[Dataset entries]
---+---

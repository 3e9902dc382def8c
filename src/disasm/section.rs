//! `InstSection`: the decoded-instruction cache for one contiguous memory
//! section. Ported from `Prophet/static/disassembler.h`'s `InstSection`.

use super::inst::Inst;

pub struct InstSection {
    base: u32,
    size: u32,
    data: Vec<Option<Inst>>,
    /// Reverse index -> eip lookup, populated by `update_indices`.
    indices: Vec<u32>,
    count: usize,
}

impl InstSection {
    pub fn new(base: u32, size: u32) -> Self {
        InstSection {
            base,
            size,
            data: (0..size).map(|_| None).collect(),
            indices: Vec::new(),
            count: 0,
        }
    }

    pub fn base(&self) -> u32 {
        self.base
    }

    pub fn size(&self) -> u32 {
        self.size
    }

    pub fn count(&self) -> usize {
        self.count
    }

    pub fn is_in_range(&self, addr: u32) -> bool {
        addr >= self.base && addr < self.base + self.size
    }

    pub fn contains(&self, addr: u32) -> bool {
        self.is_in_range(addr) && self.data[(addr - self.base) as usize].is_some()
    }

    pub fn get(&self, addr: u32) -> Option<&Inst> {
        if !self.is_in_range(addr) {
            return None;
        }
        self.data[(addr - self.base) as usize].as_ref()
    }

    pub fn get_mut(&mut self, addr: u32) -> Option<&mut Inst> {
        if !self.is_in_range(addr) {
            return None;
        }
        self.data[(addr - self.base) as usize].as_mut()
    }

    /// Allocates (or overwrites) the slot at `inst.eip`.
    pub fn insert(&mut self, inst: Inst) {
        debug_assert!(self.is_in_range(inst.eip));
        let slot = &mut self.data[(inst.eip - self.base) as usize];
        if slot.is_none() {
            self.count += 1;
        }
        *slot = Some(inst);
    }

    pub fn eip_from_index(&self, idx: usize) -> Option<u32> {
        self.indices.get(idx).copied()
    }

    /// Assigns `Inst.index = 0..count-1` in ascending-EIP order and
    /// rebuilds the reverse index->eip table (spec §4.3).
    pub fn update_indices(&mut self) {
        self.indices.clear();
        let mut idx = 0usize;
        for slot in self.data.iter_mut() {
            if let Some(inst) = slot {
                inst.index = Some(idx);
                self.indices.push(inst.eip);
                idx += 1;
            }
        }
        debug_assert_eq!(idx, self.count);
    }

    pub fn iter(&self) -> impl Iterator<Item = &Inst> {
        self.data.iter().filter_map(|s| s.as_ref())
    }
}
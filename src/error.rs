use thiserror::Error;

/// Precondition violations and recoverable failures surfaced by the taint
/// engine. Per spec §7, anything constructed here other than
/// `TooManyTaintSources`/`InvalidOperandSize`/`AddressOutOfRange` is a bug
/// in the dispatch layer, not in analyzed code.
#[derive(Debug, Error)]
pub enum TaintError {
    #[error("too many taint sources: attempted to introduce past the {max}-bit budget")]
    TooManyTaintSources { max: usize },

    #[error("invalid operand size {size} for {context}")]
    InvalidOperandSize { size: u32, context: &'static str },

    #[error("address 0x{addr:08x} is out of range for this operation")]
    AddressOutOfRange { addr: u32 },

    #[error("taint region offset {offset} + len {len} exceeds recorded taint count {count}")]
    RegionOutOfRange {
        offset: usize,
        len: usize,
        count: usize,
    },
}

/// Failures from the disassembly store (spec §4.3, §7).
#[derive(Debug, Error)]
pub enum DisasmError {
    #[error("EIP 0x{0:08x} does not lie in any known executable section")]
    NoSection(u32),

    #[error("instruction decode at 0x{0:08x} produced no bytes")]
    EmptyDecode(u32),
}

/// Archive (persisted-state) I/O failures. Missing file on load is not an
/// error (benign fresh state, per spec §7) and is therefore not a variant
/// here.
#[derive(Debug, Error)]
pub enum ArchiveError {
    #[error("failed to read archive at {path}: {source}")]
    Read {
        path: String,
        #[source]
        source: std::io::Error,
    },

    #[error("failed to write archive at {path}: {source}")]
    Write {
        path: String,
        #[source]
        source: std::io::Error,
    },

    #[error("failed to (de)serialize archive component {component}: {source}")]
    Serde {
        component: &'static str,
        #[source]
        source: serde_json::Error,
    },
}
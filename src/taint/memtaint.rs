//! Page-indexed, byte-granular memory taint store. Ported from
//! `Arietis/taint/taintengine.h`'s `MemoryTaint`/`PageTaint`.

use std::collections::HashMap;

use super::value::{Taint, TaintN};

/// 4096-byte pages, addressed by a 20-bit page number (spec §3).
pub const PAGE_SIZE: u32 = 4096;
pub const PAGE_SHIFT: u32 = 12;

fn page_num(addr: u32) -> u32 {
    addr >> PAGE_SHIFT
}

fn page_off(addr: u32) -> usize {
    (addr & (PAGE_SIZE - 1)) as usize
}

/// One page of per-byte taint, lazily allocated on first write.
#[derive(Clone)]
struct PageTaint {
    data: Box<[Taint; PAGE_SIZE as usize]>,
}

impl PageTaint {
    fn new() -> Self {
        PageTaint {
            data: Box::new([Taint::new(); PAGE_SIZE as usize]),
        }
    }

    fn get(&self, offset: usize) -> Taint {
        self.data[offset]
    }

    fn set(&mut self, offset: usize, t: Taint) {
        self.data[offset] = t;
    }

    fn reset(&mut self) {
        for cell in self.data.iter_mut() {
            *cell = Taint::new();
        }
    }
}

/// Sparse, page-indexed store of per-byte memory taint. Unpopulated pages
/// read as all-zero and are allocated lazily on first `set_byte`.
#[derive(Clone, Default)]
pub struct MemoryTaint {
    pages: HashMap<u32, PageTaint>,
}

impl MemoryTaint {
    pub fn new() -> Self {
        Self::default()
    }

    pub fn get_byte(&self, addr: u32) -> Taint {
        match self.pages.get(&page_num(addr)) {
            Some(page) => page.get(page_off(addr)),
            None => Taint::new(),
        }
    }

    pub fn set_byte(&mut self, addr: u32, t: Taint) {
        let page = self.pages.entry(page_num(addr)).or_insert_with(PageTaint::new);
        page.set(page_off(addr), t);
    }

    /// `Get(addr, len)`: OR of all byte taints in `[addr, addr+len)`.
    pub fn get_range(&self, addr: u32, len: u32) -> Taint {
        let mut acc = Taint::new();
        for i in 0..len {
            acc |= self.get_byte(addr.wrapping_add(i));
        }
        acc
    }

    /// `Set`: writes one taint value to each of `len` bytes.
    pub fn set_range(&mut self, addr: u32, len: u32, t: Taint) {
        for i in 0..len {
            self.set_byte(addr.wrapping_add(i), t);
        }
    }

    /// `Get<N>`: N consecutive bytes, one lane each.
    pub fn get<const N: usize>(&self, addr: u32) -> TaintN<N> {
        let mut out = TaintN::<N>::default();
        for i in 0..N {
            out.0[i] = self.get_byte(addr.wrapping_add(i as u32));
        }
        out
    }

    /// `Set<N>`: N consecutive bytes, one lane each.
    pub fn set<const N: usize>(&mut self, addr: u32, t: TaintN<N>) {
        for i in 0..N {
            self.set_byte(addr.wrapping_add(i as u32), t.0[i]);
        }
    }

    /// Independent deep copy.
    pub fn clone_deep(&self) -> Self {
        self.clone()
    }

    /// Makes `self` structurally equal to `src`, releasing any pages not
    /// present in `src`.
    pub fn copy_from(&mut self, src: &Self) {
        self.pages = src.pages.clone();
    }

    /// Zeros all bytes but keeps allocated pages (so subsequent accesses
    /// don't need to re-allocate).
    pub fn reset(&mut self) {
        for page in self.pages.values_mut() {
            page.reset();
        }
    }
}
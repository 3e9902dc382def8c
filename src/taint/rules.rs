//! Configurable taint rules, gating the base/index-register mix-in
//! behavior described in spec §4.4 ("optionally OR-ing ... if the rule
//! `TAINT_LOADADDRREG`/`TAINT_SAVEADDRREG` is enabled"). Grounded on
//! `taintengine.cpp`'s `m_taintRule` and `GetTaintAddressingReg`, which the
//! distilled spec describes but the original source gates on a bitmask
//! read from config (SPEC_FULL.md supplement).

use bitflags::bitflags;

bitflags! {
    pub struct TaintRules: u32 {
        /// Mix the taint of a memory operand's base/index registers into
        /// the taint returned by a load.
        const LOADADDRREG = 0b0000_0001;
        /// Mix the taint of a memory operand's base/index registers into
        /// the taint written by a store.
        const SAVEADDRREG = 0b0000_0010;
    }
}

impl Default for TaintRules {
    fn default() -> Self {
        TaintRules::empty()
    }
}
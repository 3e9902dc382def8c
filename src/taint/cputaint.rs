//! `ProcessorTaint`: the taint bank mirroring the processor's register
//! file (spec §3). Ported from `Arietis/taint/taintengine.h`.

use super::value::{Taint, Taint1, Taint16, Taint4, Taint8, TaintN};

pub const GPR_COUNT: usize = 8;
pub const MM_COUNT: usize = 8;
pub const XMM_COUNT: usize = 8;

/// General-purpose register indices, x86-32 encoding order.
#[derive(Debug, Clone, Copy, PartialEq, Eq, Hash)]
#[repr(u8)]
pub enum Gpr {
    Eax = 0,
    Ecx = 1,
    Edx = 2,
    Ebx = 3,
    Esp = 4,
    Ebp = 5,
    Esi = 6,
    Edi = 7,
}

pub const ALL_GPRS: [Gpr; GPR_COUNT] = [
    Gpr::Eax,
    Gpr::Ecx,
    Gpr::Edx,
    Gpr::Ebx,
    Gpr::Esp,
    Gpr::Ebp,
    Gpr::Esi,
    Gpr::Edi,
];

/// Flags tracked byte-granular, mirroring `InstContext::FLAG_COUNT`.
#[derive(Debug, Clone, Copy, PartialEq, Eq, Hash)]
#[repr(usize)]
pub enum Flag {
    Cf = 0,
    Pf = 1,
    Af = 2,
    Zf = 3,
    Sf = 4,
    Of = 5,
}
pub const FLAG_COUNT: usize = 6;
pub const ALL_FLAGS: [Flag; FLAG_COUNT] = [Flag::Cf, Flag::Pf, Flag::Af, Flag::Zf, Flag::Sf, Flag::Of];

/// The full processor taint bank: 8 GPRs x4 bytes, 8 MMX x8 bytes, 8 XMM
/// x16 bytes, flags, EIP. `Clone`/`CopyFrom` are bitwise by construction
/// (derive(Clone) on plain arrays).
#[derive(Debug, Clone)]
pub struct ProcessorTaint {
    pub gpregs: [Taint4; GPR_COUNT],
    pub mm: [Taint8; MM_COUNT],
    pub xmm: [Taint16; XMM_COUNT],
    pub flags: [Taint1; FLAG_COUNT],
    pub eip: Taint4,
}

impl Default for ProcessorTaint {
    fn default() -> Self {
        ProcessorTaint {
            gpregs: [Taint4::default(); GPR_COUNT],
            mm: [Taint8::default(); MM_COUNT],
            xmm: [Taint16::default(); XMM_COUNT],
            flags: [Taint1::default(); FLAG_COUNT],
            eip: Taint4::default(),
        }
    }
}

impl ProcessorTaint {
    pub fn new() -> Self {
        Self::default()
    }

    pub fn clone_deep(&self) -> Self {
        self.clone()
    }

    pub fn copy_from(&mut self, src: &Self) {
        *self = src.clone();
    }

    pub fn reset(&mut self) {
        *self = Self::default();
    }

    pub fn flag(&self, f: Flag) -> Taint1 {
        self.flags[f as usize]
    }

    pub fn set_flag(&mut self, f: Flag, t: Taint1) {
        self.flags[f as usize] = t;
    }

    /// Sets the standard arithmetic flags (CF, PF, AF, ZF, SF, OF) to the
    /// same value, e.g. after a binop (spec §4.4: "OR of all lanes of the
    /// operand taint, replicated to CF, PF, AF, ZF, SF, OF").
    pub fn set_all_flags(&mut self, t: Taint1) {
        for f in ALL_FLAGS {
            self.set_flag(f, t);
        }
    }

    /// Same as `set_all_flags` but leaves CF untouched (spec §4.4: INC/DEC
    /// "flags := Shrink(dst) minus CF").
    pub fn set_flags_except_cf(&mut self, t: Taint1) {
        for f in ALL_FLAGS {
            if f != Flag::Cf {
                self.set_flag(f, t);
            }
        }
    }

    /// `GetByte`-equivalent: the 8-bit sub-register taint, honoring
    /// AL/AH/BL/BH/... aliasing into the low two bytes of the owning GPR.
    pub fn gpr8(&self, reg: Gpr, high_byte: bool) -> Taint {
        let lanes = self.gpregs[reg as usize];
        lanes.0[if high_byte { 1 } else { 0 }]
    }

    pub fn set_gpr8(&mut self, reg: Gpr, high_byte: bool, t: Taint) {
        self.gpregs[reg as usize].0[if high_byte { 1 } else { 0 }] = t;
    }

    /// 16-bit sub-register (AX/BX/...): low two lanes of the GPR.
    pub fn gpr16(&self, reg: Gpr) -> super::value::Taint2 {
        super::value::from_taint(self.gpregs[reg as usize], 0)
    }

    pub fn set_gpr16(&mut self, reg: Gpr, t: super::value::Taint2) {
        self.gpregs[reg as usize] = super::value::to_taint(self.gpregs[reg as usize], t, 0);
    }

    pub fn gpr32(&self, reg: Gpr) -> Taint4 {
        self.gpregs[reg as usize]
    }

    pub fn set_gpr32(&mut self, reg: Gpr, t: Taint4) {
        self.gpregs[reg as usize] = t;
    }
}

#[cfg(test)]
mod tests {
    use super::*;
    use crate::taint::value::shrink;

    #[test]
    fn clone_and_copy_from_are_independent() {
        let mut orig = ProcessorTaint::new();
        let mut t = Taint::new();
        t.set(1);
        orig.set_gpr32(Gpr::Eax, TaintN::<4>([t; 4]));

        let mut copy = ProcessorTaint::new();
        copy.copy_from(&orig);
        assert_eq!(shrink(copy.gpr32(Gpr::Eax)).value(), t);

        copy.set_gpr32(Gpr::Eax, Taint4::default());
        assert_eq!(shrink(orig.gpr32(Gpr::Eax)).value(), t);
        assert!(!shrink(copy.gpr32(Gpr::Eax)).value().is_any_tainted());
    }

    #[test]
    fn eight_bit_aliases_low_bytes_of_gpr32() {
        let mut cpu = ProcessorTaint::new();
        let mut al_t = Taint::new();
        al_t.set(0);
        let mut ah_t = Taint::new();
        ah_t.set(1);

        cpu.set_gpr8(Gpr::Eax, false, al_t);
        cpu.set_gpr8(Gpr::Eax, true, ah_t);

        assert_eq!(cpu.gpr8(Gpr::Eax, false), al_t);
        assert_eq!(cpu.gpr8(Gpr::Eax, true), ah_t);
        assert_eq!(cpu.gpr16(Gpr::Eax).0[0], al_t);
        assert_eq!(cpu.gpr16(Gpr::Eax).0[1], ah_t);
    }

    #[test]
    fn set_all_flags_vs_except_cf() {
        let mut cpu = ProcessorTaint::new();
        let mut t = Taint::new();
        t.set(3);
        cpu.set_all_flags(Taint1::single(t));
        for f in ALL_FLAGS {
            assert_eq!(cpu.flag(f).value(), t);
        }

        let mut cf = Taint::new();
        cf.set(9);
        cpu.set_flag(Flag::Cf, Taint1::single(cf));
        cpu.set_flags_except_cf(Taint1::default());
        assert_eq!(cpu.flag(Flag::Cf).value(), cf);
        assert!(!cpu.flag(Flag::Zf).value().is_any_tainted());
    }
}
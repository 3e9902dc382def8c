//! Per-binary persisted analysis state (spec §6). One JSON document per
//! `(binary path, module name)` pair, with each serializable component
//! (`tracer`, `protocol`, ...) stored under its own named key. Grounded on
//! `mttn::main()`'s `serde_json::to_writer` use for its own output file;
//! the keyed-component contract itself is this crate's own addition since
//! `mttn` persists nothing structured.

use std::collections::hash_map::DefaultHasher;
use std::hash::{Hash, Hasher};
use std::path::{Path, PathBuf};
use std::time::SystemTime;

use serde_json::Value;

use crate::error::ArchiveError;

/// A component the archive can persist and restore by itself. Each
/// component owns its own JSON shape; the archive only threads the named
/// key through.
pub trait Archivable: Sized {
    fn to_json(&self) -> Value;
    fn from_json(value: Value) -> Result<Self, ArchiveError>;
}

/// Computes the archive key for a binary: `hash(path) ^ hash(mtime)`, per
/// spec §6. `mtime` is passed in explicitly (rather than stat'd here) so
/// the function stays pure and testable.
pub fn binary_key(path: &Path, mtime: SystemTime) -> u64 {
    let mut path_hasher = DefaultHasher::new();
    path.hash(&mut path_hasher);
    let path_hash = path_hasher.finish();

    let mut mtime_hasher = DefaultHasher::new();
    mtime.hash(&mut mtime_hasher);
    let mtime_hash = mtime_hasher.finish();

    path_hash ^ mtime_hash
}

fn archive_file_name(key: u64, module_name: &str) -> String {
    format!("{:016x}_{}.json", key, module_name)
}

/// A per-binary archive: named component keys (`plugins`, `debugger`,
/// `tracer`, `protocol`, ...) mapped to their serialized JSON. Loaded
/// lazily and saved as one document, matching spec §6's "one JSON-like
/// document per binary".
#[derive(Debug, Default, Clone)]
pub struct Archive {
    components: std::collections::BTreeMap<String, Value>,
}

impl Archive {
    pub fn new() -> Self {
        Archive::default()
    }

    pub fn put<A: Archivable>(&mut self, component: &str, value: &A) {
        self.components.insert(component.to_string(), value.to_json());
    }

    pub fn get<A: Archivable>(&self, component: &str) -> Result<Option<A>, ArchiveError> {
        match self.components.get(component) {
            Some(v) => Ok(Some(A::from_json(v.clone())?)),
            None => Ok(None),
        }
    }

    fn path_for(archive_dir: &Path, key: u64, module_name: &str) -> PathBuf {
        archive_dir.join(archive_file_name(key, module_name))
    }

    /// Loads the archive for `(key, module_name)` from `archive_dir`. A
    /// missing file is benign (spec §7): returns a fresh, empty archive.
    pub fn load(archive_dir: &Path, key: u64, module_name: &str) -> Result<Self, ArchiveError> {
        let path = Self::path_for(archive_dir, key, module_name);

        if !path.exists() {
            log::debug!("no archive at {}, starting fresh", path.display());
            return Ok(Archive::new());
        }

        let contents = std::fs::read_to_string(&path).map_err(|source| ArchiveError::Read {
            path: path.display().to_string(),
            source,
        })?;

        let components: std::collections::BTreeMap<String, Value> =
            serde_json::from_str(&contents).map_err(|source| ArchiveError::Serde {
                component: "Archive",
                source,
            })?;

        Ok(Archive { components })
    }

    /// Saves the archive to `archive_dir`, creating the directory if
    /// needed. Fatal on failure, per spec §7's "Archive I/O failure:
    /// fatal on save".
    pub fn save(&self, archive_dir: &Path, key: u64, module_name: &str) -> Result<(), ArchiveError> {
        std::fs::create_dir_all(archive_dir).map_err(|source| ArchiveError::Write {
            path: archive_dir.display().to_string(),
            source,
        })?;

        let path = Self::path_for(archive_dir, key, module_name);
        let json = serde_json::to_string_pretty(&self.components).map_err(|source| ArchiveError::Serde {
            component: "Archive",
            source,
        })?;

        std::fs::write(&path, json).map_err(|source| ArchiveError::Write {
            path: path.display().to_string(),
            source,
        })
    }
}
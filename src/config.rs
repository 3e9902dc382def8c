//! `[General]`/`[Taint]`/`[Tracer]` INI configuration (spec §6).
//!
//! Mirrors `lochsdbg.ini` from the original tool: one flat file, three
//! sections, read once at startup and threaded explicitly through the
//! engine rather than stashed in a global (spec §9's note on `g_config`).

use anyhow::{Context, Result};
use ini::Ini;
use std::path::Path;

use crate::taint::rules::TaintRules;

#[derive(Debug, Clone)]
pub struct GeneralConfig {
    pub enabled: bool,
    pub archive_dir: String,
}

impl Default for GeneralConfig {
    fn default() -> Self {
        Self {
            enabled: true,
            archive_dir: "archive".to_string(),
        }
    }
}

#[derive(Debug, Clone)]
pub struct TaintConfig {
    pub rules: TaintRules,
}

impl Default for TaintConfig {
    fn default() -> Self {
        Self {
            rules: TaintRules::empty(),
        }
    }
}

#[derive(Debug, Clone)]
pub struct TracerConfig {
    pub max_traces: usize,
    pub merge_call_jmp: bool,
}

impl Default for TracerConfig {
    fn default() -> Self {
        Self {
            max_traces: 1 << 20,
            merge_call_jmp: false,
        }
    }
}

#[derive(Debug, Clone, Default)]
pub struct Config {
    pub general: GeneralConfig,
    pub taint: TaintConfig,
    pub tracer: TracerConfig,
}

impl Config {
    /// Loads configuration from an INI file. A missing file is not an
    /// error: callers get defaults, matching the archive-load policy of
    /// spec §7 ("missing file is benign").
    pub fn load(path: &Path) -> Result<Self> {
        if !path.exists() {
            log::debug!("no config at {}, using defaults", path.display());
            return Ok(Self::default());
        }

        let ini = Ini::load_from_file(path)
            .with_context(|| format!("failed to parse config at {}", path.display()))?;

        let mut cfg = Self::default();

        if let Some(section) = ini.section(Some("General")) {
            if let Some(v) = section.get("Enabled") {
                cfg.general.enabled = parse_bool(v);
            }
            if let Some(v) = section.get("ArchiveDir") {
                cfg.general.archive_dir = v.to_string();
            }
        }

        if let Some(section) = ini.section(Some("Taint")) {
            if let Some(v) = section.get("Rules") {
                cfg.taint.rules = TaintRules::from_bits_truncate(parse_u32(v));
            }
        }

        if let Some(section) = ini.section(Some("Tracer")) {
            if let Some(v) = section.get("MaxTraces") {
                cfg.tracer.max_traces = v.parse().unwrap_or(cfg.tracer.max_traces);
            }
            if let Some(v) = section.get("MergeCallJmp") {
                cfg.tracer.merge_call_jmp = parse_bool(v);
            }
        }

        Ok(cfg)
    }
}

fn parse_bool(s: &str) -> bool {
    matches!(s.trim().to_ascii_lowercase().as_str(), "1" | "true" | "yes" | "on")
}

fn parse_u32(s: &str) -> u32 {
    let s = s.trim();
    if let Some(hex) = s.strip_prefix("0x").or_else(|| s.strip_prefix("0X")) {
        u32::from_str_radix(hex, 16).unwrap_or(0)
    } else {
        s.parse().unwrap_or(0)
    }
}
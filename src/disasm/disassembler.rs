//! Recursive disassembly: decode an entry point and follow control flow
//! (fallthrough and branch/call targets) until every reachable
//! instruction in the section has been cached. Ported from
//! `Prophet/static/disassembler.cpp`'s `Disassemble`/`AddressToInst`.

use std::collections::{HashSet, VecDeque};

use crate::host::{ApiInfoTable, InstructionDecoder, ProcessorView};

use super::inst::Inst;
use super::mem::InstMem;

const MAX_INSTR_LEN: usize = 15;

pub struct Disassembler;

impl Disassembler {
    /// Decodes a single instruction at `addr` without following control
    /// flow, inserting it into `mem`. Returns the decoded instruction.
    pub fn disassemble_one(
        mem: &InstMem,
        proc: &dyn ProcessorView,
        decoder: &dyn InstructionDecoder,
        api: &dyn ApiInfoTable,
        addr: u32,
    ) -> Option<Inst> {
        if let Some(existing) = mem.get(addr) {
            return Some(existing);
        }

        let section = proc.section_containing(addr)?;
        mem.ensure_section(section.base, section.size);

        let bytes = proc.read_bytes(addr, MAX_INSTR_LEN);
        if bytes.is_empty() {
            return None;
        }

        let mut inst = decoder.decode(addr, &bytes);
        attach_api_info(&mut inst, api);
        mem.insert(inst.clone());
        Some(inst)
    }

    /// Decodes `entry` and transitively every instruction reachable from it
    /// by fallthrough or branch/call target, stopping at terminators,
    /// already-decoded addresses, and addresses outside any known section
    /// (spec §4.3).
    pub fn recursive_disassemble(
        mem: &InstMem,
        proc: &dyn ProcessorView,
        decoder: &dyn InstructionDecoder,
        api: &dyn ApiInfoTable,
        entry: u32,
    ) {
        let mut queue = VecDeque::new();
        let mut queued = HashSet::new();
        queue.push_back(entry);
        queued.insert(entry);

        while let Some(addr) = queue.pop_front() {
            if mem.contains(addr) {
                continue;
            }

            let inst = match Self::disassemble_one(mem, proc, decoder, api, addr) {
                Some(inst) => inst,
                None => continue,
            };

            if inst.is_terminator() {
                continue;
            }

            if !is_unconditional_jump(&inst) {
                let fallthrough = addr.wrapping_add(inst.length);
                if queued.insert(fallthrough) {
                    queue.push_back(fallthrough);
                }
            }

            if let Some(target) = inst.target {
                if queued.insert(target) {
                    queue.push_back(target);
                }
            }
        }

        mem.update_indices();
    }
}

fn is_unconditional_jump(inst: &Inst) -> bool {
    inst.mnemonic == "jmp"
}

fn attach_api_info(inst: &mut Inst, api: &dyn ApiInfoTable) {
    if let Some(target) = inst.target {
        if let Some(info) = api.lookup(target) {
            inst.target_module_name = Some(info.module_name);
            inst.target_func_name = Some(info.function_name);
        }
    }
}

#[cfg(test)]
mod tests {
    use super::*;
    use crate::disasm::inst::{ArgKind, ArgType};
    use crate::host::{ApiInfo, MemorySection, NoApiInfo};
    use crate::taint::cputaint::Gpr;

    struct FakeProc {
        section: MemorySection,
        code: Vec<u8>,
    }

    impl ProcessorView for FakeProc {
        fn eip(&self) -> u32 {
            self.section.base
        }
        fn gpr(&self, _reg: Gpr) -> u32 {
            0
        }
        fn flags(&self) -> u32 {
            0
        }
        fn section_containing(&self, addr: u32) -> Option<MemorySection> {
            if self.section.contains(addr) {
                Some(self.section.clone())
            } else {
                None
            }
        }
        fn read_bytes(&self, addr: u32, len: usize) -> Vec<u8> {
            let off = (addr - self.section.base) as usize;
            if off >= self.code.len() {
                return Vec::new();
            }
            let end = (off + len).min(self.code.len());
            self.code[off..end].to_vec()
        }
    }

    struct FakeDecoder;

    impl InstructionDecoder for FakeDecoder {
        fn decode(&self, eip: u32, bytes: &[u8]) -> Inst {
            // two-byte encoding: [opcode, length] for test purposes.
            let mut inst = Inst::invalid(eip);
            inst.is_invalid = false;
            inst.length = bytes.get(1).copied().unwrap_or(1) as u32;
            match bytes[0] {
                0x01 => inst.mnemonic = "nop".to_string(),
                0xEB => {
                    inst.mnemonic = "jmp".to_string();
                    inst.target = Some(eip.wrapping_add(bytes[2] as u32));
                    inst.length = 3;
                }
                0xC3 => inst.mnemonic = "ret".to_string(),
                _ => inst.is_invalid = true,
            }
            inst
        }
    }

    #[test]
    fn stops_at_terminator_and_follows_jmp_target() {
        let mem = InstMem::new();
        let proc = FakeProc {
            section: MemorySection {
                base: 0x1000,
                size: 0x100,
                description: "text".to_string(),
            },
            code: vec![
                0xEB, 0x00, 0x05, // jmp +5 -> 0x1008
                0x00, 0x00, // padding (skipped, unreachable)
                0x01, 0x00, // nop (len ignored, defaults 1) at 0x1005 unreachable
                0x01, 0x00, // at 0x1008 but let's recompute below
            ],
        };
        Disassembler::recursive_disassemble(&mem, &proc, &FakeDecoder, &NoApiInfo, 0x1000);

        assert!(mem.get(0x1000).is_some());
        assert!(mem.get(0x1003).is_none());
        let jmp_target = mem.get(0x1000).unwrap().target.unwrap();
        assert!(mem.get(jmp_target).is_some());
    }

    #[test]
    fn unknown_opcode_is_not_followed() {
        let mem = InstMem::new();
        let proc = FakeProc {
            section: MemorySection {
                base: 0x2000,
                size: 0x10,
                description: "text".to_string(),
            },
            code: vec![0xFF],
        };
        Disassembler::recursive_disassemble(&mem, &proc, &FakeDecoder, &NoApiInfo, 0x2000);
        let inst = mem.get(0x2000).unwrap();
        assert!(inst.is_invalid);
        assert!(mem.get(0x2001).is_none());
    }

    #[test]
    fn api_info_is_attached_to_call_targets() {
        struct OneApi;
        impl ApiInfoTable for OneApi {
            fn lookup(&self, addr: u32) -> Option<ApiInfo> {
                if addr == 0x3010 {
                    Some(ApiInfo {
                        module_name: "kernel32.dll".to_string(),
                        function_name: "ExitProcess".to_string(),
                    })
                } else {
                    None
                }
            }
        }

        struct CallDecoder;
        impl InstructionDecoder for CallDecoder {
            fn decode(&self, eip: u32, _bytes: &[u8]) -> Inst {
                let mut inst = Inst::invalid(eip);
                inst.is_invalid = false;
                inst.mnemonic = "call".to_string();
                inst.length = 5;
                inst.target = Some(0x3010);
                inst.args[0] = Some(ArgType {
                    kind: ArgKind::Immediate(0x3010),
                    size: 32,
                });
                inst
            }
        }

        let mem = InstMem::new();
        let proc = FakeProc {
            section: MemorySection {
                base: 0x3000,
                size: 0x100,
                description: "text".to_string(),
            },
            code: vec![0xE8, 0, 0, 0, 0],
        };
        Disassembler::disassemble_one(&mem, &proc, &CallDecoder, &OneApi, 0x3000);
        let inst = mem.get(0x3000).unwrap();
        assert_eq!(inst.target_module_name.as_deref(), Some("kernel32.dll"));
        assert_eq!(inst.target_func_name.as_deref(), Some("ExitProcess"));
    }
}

---+---

→ **WHAT YOU HAVE TO DO**: Going down from the first line of the entries above, restate each line word for word until the line holding "debug_assert!(self.is_in_range(inst.eip));" is done.

→ **THE ANSWER**:
repository 3e9902dc382def8c
filename src/disasm/section.rs
//! `InstSection`: the decoded-instruction cache for one contiguous memory
//! section. Ported from `Prophet/static/disassembler.h`'s `InstSection`.

use super::inst::Inst;

pub struct InstSection {
    base: u32,
    size: u32,
    data: Vec<Option<Inst>>,
    /// Reverse index -> eip lookup, populated by `update_indices`.
    indices: Vec<u32>,
    count: usize,
}

impl InstSection {
    pub fn new(base: u32, size: u32) -> Self {
        InstSection {
            base,
            size,
            data: (0..size).map(|_| None).collect(),
            indices: Vec::new(),
            count: 0,
        }
    }

    pub fn base(&self) -> u32 {
        self.base
    }

    pub fn size(&self) -> u32 {
        self.size
    }

    pub fn count(&self) -> usize {
        self.count
    }

    pub fn is_in_range(&self, addr: u32) -> bool {
        addr >= self.base && addr < self.base + self.size
    }

    pub fn contains(&self, addr: u32) -> bool {
        self.is_in_range(addr) && self.data[(addr - self.base) as usize].is_some()
    }

    pub fn get(&self, addr: u32) -> Option<&Inst> {
        if !self.is_in_range(addr) {
            return None;
        }
        self.data[(addr - self.base) as usize].as_ref()
    }

    pub fn get_mut(&mut self, addr: u32) -> Option<&mut Inst> {
        if !self.is_in_range(addr) {
            return None;
        }
        self.data[(addr - self.base) as usize].as_mut()
    }

    /// Allocates (or overwrites) the slot at `inst.eip`.
    pub fn insert(&mut self, inst: Inst) {
        debug_assert!(self.is_in_range(inst.eip));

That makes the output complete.